Day 2 of the up early plan for 2013. It’s very quiet. The dogs have been on their walk. Therefore, so have I.
When I started this, I knew getting back to spending time with the dogs would be important. It had been more than six weeks since they had been on a regular routine of walking. I figured that getting back to the basic of the dog walk would be easy. After all, I remembered it all — so should they.
Wrong.
Chopper is a middle age dog. Routine is a basic thing for him. He gets it. Follows the rules. Knows how to do the walk.
Hank . . . not so much.
Hank is much younger. Out of sight, out mind. Out of walking routine . . . you get the picture. He’s been a handful. My mind remembers easily what he is supposed to do. Hank’s is slow on the recollection part.

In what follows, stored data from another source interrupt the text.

// Copyright 2025 the Flipbook Authors
// SPDX-License-Identifier: Apache-2.0 OR MIT

//! Property tests for pan clamping in `flipbook_view`.
//!
//! Any sequence of zoom, pan and drag operations must leave the pan offset
//! inside the clamp region for the current zoom and content size.

use flipbook_view::{SpreadViewport, ZoomLimits, ZoomTick, clamp_pan, pan_range};
use kurbo::{Point, Size, Vec2};
use proptest::prelude::*;

#[derive(Clone, Debug)]
enum Op {
    Zoom(f64),
    Animate(f64),
    PanBy(f64, f64),
    Drag(f64, f64),
    Resize(f64, f64),
}

fn op() -> impl Strategy<Value = Op> {
    prop_oneof![
        (0.25_f64..3.0).prop_map(Op::Zoom),
        (0.25_f64..3.0).prop_map(Op::Animate),
        (-2000.0_f64..2000.0, -2000.0_f64..2000.0).prop_map(|(x, y)| Op::PanBy(x, y)),
        (-2000.0_f64..2000.0, -2000.0_f64..2000.0).prop_map(|(x, y)| Op::Drag(x, y)),
        (100.0_f64..3000.0, 100.0_f64..3000.0).prop_map(|(w, h)| Op::Resize(w, h)),
    ]
}

fn within_bounds(view: &SpreadViewport) -> bool {
    let check = |pan: f64, viewport: f64, content: f64| match pan_range(viewport, content, view.zoom()) {
        Some((min, max)) => pan >= min - 1e-9 && pan <= max + 1e-9,
        None => pan == 0.0,
    };
    let vp = view.viewport_size();
    let content = view.content_size();
    check(view.pan().x, vp.width, content.width) && check(view.pan().y, vp.height, content.height)
}

proptest! {
    #[test]
    fn clamp_is_idempotent(
        x in -5000.0_f64..5000.0,
        y in -5000.0_f64..5000.0,
        vw in 1.0_f64..4000.0,
        vh in 1.0_f64..4000.0,
        cw in 1.0_f64..4000.0,
        ch in 1.0_f64..4000.0,
        zoom in 0.1_f64..4.0,
    ) {
        let viewport = Size::new(vw, vh);
        let content = Size::new(cw, ch);
        let once = clamp_pan(Vec2::new(x, y), viewport, content, zoom);
        let twice = clamp_pan(once, viewport, content, zoom);
        prop_assert_eq!(once, twice);
    }

    #[test]
    fn pan_stays_in_bounds(ops in proptest::collection::vec(op(), 1..40)) {
        let mut view = SpreadViewport::new(ZoomLimits::new(0.5, 2.0, 0.1), 100);
        view.set_viewport_size(Size::new(1200.0, 800.0));
        view.set_content_size(Size::new(1100.0, 760.0));
        let mut now = 0;
        for op in ops {
            match op {
                Op::Zoom(z) => view.set_zoom(z),
                Op::Animate(z) => {
                    view.animate_zoom_to(z, now);
                    now += 50;
                    let _ = view.tick(now);
                }
                Op::PanBy(x, y) => {
                    let _ = view.pan_by(Vec2::new(x, y));
                }
                Op::Drag(x, y) => {
                    if view.pointer_down(Point::new(0.0, 0.0)) {
                        view.pointer_move(Point::new(x, y));
                        view.pointer_up();
                    }
                }
                Op::Resize(w, h) => view.set_viewport_size(Size::new(w, h)),
            }
            prop_assert!(within_bounds(&view), "pan {:?} out of bounds at zoom {}", view.pan(), view.zoom());
        }
        now += 1000;
        prop_assert_ne!(view.tick(now), ZoomTick::Running);
        prop_assert!(within_bounds(&view));
    }
}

It’s made for some stressful times on walks with frustration and tension taking the lead. I’m having to be very patient. No, rather I’m having to work very hard at being patient.
This morning, I realized that Hank may be actually being patient with me. You see, I realized today that I need to be using these walks to train myself. I was reliving parts of my day during these walks (and on the treadmill, too.) My frustration with certain aspects on my day was being transferred to Hank. Yes, he doesn’t follow commands right and still pulls a bit. But, that all starts with me. If I can’t be calm and assertive, he can’t be either.
It all starts with me and my stress. Thank goodness for morning walks to alleviate that. While I probably don’t have the level of stress others do, I do transfer that to others by my actions, behaviors, and my words.
So, today, I focus on that — my actions, behaviors, and words.